Run through the data and copy out every line that mentions the word "Some".

§ Records from a collection
^^^^

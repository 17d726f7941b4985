//! Per-visit duration parsing.
//!
//! The plan form offers free text such as "30 minutes" or "1 hour". Only
//! the leading number and the first unit word are read; anything that
//! does not match falls back to one hour instead of failing the plan, and
//! so does an amount longer than a year.

use tracing::warn;

use crate::defaults::{DEFAULT_VISIT_DURATION_SECONDS, MAX_VISIT_DURATION_SECONDS};

/// Convert a visit duration like "45 minutes" or "1.5 hours" to seconds.
pub fn parse_visit_duration(text: &str) -> u64 {
    let normalized = text.trim().to_lowercase();

    let numeric_len = normalized
        .find(|c: char| !(c.is_ascii_digit() || c == '.'))
        .unwrap_or(normalized.len());
    let amount = normalized[..numeric_len].parse::<f64>().ok();

    let unit_seconds = if normalized.contains("hour") {
        Some(3600.0)
    } else if normalized.contains("minute") {
        Some(60.0)
    } else {
        None
    };

    match (amount, unit_seconds) {
        (Some(amount), Some(unit)) if amount.is_finite() => {
            let seconds = (amount * unit).round();
            if seconds <= MAX_VISIT_DURATION_SECONDS as f64 {
                return seconds as u64;
            }
            warn!(
                "Visit duration {:?} exceeds {}s, defaulting to {}s",
                text, MAX_VISIT_DURATION_SECONDS, DEFAULT_VISIT_DURATION_SECONDS
            );
            DEFAULT_VISIT_DURATION_SECONDS
        }
        _ => {
            warn!(
                "Unrecognised visit duration {:?}, defaulting to {}s",
                text, DEFAULT_VISIT_DURATION_SECONDS
            );
            DEFAULT_VISIT_DURATION_SECONDS
        }
    }
}

#[cfg(test)]
mod tests {
    use super::*;

    #[test]
    fn test_minutes() {
        assert_eq!(parse_visit_duration("30 minutes"), 1800);
        assert_eq!(parse_visit_duration("1 minute"), 60);
        assert_eq!(parse_visit_duration("45 Minutes"), 2700);
    }

    #[test]
    fn test_hours() {
        assert_eq!(parse_visit_duration("1 hour"), 3600);
        assert_eq!(parse_visit_duration("2 hours"), 7200);
        assert_eq!(parse_visit_duration("1.5 hours"), 5400);
        assert_eq!(parse_visit_duration("  3 hours  "), 10_800);
    }

    #[test]
    fn test_leading_number_and_first_unit_only() {
        // Only the leading amount counts; the hour unit wins.
        assert_eq!(parse_visit_duration("1 hour 30 minutes"), 3600);
    }

    #[test]
    fn test_unrecognised_falls_back_to_one_hour() {
        assert_eq!(parse_visit_duration(""), DEFAULT_VISIT_DURATION_SECONDS);
        assert_eq!(parse_visit_duration("half a day"), DEFAULT_VISIT_DURATION_SECONDS);
        assert_eq!(parse_visit_duration("90"), DEFAULT_VISIT_DURATION_SECONDS);
        assert_eq!(parse_visit_duration("hours"), DEFAULT_VISIT_DURATION_SECONDS);
        assert_eq!(parse_visit_duration("30 mins"), DEFAULT_VISIT_DURATION_SECONDS);
    }

    #[test]
    fn test_long_visits_are_not_clamped() {
        assert_eq!(parse_visit_duration("26 hours"), 26 * 3600);
        assert_eq!(parse_visit_duration("8784 hours"), MAX_VISIT_DURATION_SECONDS);
    }

    #[test]
    fn test_amounts_beyond_a_year_fall_back() {
        assert_eq!(parse_visit_duration("8785 hours"), DEFAULT_VISIT_DURATION_SECONDS);
        assert_eq!(
            parse_visit_duration("100000000000 hours"),
            DEFAULT_VISIT_DURATION_SECONDS
        );
        assert_eq!(
            parse_visit_duration("99999999999999999999999 hours"),
            DEFAULT_VISIT_DURATION_SECONDS
        );
    }
}
//! Past-start-time validation.
//!
//! `now` is always supplied by the caller so the check stays deterministic.

use chrono::{NaiveDate, NaiveDateTime, NaiveTime, Timelike};

use crate::error::PlanningError;

fn hour_minute(t: NaiveTime) -> (u32, u32) {
    (t.hour(), t.minute())
}

/// True when `selected_date` is today and `selected_time` (hour:minute) is
/// already behind `now`. Other dates never count as past.
pub fn is_start_in_past(
    selected_date: NaiveDate,
    selected_time: NaiveTime,
    now: NaiveDateTime,
) -> bool {
    selected_date == now.date() && hour_minute(selected_time) < hour_minute(now.time())
}

/// Same check, reported as `PlanningError::PastStartTime`.
pub fn ensure_start_not_in_past(
    selected_date: NaiveDate,
    selected_time: NaiveTime,
    now: NaiveDateTime,
) -> Result<(), PlanningError> {
    if is_start_in_past(selected_date, selected_time, now) {
        return Err(PlanningError::PastStartTime {
            date: selected_date,
            time: selected_time,
        });
    }
    Ok(())
}

#[cfg(test)]
mod tests {
    use super::*;

    fn date(y: i32, m: u32, d: u32) -> NaiveDate {
        NaiveDate::from_ymd_opt(y, m, d).unwrap()
    }

    fn hm(h: u32, m: u32) -> NaiveTime {
        NaiveTime::from_hms_opt(h, m, 0).unwrap()
    }

    fn now() -> NaiveDateTime {
        date(2024, 1, 1).and_hms_opt(9, 0, 0).unwrap()
    }

    #[test]
    fn test_earlier_today_is_past() {
        assert!(is_start_in_past(date(2024, 1, 1), hm(8, 0), now()));
        assert!(is_start_in_past(date(2024, 1, 1), hm(8, 59), now()));
    }

    #[test]
    fn test_future_date_is_never_past() {
        assert!(!is_start_in_past(date(2024, 1, 2), hm(8, 0), now()));
        assert!(!is_start_in_past(date(2024, 1, 2), hm(0, 0), now()));
    }

    #[test]
    fn test_same_minute_is_not_past() {
        let now = date(2024, 1, 1).and_hms_opt(9, 0, 45).unwrap();
        assert!(!is_start_in_past(date(2024, 1, 1), hm(9, 0), now));
        assert!(!is_start_in_past(date(2024, 1, 1), hm(9, 1), now));
    }

    #[test]
    fn test_other_dates_are_not_checked() {
        assert!(!is_start_in_past(date(2023, 12, 31), hm(8, 0), now()));
    }

    #[test]
    fn test_ensure_reports_past_start() {
        let err = ensure_start_not_in_past(date(2024, 1, 1), hm(7, 30), now()).unwrap_err();
        assert!(matches!(err, PlanningError::PastStartTime { .. }));
        assert!(ensure_start_not_in_past(date(2024, 1, 1), hm(10, 0), now()).is_ok());
    }
}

^^^^

§ RESPONSE AREA
        Some(3600.0)
        Some(60.0)
        (Some(amount), Some(unit)) if amount.is_finite() => {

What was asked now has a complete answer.